Haematoxylin and Eosin stain of skin biopsy suggestive of neutrophilic dermatosis (×40)
Fig. 3.
a–d Remission of skin lesions after treatment with IVIG
Fig. 4.

Recurrence of skin lesions on the back of neck
Fig. 5.

Repeat Skin biopsy on recurrent skin lesions on HPE is suggestive of Sweet’s Syndrome. (H&E, ×100)
Fig. 6.

Remission of skin lesions after repeat IVIG treatment
Sweet’s syndrome, also known as acute febrile neutrophilic dermatosis occurs in three forms: classical, malignancy-associated and drug-related. Malignancy associated Sweet’s syndrome may occur in one of the three settings, either as paraneoplastic syndrome or drug-induced dermatosis (ATRA/bortezomib/Cytarabine/G-CSF/imatinib) or concurrently with leukaemia cutis [1]. AML and MDS are common hematological disorders associated with Sweet’s syndrome.

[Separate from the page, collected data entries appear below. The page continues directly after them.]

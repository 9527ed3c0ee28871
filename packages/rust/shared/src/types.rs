//! Core domain types for Bulletin content records.
//!
//! These are the post-normalization contracts exposed to consumers. Every
//! field is a concrete value: missing CMS inputs normalize to empty
//! strings or default labels upstream, never to nulls.

use serde::{Deserialize, Serialize};

/// Category label applied when a record carries none.
pub const DEFAULT_CATEGORY: &str = "Announcement";

/// Synthetic category id selecting every announcement.
pub const ALL_CATEGORY_ID: &str = "all";

/// Display label for the synthetic all-announcements category.
pub const ALL_CATEGORY_LABEL: &str = "All announcements";

// ---------------------------------------------------------------------------
// Announcement
// ---------------------------------------------------------------------------

/// A display-ready announcement record.
#[derive(Debug, Clone, PartialEq, Eq, Serialize, Deserialize)]
pub struct Announcement {
    /// Zero-padded rank ordinal ("001"…), most recent rank highest.
    /// Stable only within a single fetch snapshot, NOT a persistent key.
    pub id: String,
    /// The CMS's own record identifier, preserved for detail-page lookups.
    pub source_id: u64,
    /// Canonical display date, `YYYY.MM.DD`.
    pub date: String,
    /// Category label; [`DEFAULT_CATEGORY`] when the record carried none.
    pub category: String,
    /// Title, may be empty.
    pub title: String,
    /// Body content (HTML from the CMS), may be empty.
    pub content: String,
}

/// A ranked announcement snapshot with its derived category list.
///
/// Snapshots are rebuilt from scratch on every fetch; rank ids are only
/// meaningful relative to the snapshot they came from.
#[derive(Debug, Clone, PartialEq, Eq, Serialize, Deserialize)]
pub struct NewsSnapshot {
    /// Announcements in rank order (most recent first).
    pub announcements: Vec<Announcement>,
    /// Unique categories in rank order, headed by the synthetic
    /// [`ALL_CATEGORY_ID`] entry.
    pub categories: Vec<Category>,
}

// ---------------------------------------------------------------------------
// Category
// ---------------------------------------------------------------------------

/// A selectable announcement category.
#[derive(Debug, Clone, PartialEq, Eq, Serialize, Deserialize)]
pub struct Category {
    /// Filter key: the category label itself, or [`ALL_CATEGORY_ID`].
    pub id: String,
    /// Human-readable label.
    pub label: String,
}

impl Category {
    /// The synthetic head entry selecting every announcement.
    pub fn all() -> Self {
        Self {
            id: ALL_CATEGORY_ID.into(),
            label: ALL_CATEGORY_LABEL.into(),
        }
    }
}

// ---------------------------------------------------------------------------
// Member
// ---------------------------------------------------------------------------

/// A display-ready member profile record.
#[derive(Debug, Clone, PartialEq, Eq, Serialize, Deserialize)]
pub struct Member {
    /// The CMS's record identifier.
    pub id: u64,
    /// Romanized name.
    pub name_en: String,
    /// Japanese name.
    pub name_jp: String,
    /// Role or title within the association.
    pub role: String,
    /// Short biography, may be empty.
    pub description: String,
    /// Resolved display image URL; empty when no image could be resolved
    /// (the consumer renders a placeholder).
    pub image_url: String,
    /// Ascending sort key; records without one sort first at 0.
    pub display_order: i64,
}
//! Backend abstraction.
//!
//! # Responsibilities
//! - Represent a single upstream server
//! - Track liveness (written by the prober and failure handling, read by routing)
//! - Own the plain and upgraded forwarding handles for its address

use std::sync::atomic::{AtomicBool, Ordering};

use axum::body::Body;
use axum::http::Response;
use hyper::upgrade::OnUpgrade;
use thiserror::Error;
use url::Url;

use crate::http::client::{ForwardError, UpstreamClient};
use crate::http::forward::{ForwardScheme, Forwarder};
use crate::http::request::ProxyRequest;

/// Error building a backend from a configured address.
#[derive(Debug, Error)]
pub enum BackendError {
    #[error("invalid backend address {address:?}: {source}")]
    InvalidAddress {
        address: String,
        #[source]
        source: url::ParseError,
    },

    #[error("backend address {0:?} has no host")]
    MissingHost(String),
}

/// Normalise an address for comparison: trimmed, lowercase, no trailing `/`.
pub fn normalize_address(address: &str) -> String {
    address.trim().trim_end_matches('/').to_ascii_lowercase()
}

/// A single upstream server.
#[derive(Debug)]
pub struct Backend {
    /// Normalised `host:port` as configured.
    address: String,
    /// `host:port` with the scheme's default port filled in.
    probe_address: String,
    /// Liveness flag; a single atomic word, so reads are never torn.
    alive: AtomicBool,
    plain: Forwarder,
    upgraded: Forwarder,
}

impl Backend {
    /// Create a backend for `address`, initially alive.
    pub fn new(address: &str, secure: bool, client: UpstreamClient) -> Result<Self, BackendError> {
        let address = normalize_address(address);

        let target = |scheme: ForwardScheme| {
            let raw = format!("{}://{}", scheme.url_scheme(secure), address);
            Url::parse(&raw).map_err(|source| BackendError::InvalidAddress {
                address: address.clone(),
                source,
            })
        };
        let plain_url = target(ForwardScheme::Plain)?;
        let upgraded_url = target(ForwardScheme::Upgraded)?;

        let host = plain_url
            .host_str()
            .filter(|h| !h.is_empty())
            .ok_or_else(|| BackendError::MissingHost(address.clone()))?;
        let port = plain_url
            .port_or_known_default()
            .ok_or_else(|| BackendError::MissingHost(address.clone()))?;
        let probe_address = format!("{}:{}", host, port);

        Ok(Self {
            address,
            probe_address,
            alive: AtomicBool::new(true),
            plain: Forwarder::new(plain_url, ForwardScheme::Plain, client.clone()),
            upgraded: Forwarder::new(upgraded_url, ForwardScheme::Upgraded, client),
        })
    }

    /// Normalised configured address.
    pub fn address(&self) -> &str {
        &self.address
    }

    /// Address the liveness probe connects to.
    pub fn probe_address(&self) -> &str {
        &self.probe_address
    }

    /// Set the liveness flag. Returns the previous value.
    pub fn set_alive(&self, alive: bool) -> bool {
        self.alive.swap(alive, Ordering::AcqRel)
    }

    /// Read the liveness flag.
    pub fn is_alive(&self) -> bool {
        self.alive.load(Ordering::Acquire)
    }

    /// The forwarding handle for `scheme`.
    pub fn forwarder(&self, scheme: ForwardScheme) -> &Forwarder {
        match scheme {
            ForwardScheme::Plain => &self.plain,
            ForwardScheme::Upgraded => &self.upgraded,
        }
    }

    /// Forward through the handle for `scheme`.
    ///
    /// Liveness is not consulted; a backend already chosen may still serve.
    pub async fn forward(
        &self,
        scheme: ForwardScheme,
        request: &ProxyRequest,
        client_upgrade: &mut Option<OnUpgrade>,
    ) -> Result<Response<Body>, ForwardError> {
        self.forwarder(scheme).forward(request, client_upgrade).await
    }
}

#[cfg(test)]
pub(crate) fn test_backend(address: &str) -> std::sync::Arc<Backend> {
    let client = UpstreamClient::new(&crate::config::UpstreamConfig::default());
    std::sync::Arc::new(Backend::new(address, false, client).unwrap())
}
//! Round-robin load balancing strategy.

use std::sync::atomic::{AtomicUsize, Ordering};
use std::sync::Arc;

use crate::load_balancer::backend::Backend;

/// Round-robin selector.
/// Stores an internal cursor to rotate through backends.
#[derive(Debug, Default)]
pub struct RoundRobin {
    cursor: AtomicUsize,
}

impl RoundRobin {
    pub fn new() -> Self {
        Self::default()
    }

    /// Advance the cursor and return the slot it pointed at.
    /// `None` for an empty pool.
    pub fn next_index(&self, len: usize) -> Option<usize> {
        if len == 0 {
            return None;
        }
        Some(self.cursor.fetch_add(1, Ordering::Relaxed) % len)
    }

    /// Next alive backend, scanning one full cycle from the cursor.
    ///
    /// When dead backends are skipped the cursor moves past the chosen
    /// one, so the next call does not rescan them.
    pub fn next_alive(&self, backends: &[Arc<Backend>]) -> Option<Arc<Backend>> {
        let len = backends.len();
        let start = self.next_index(len)?;

        for offset in 0..len {
            let index = (start + offset) % len;
            let backend = &backends[index];
            if backend.is_alive() {
                if offset != 0 {
                    self.cursor.store(index + 1, Ordering::Relaxed);
                }
                return Some(backend.clone());
            }
        }
        None
    }
}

Recurrence is commonly seen in MDS (particularly lymphocytic variant) and when seen in AML, it temporally relates to relapse/progression [1, 2]. Management includes treating the underlying cause, systemic steroids (Ist line agents) or indomethacin, clofazamine, dapsone and cyclosporine (IInd line agents) [3].
In our case interestingly, recurrence of sweet’s syndrome was neither secondary to progression nor relapse of AML. We reemphasise role of IVIG in refractory/relapsed Sweet’s syndrome
Learning Points
Malignancy associated Sweet’s syndrome in haematology is commonly associated with AML, MDS.
Recurrent Sweet’s syndrome is a feature of myelodysplasia.
IVIG is one of the treatment options to recalcitrant Sweet’s syndrome.
Compliance with Ethical Standards
Conflict of interest
None of the authors have any conflict of interest to mention.
Ethical Approval
This article does not contain any studies with animals performed by any of the authors. This article does not contain any studies with human participants or animals performed by any of the authors.
Informed Consent
Informed consent was obtained from the participant included in the study.